Report the number of lines in the data where the word "Serialize" appears, and add no other text.

☆ ☆ ☆

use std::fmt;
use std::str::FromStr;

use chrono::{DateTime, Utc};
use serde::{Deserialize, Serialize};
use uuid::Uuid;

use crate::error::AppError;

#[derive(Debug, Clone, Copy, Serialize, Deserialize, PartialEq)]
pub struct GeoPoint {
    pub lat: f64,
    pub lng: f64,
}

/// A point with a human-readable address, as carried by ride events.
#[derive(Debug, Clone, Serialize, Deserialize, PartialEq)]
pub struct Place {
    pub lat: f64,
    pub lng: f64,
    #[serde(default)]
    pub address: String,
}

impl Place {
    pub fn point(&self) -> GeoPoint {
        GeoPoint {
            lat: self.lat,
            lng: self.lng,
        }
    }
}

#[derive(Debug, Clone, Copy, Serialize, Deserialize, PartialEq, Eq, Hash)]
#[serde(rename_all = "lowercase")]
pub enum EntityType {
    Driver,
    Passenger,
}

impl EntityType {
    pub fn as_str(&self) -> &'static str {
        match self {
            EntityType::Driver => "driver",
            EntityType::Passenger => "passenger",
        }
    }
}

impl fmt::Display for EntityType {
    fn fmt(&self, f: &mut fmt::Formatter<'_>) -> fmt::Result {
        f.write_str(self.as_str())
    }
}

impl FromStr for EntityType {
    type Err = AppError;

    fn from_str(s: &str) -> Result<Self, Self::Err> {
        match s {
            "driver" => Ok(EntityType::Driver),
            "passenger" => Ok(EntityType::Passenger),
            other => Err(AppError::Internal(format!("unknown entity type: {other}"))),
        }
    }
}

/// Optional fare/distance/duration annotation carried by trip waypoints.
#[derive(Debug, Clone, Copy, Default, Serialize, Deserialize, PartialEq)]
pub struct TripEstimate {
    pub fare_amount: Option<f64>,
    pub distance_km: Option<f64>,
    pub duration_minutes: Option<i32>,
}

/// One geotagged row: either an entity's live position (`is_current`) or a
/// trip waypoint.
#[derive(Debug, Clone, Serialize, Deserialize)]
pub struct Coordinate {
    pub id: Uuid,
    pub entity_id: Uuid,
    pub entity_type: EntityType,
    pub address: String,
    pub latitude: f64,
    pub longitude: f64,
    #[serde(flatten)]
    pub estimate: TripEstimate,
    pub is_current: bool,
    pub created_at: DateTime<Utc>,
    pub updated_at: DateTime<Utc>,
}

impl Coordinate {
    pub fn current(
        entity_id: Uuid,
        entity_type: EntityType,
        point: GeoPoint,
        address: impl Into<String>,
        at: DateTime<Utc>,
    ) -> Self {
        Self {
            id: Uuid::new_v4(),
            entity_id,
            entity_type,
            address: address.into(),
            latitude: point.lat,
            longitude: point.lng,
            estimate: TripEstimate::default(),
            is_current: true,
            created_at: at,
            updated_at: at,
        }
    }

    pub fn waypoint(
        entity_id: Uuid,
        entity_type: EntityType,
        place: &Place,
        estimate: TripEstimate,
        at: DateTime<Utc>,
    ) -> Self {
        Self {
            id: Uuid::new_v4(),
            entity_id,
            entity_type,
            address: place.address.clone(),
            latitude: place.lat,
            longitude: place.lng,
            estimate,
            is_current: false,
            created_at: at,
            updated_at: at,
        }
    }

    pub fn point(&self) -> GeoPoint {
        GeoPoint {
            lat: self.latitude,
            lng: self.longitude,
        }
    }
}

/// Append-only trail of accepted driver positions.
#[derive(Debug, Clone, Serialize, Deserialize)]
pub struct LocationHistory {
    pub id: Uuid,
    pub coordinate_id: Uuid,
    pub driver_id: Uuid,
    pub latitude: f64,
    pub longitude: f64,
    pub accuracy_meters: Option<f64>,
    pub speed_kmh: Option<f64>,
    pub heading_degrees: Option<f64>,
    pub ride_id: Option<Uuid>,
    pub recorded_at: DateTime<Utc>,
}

☆ ☆ ☆

SOLUTION BELOW:
7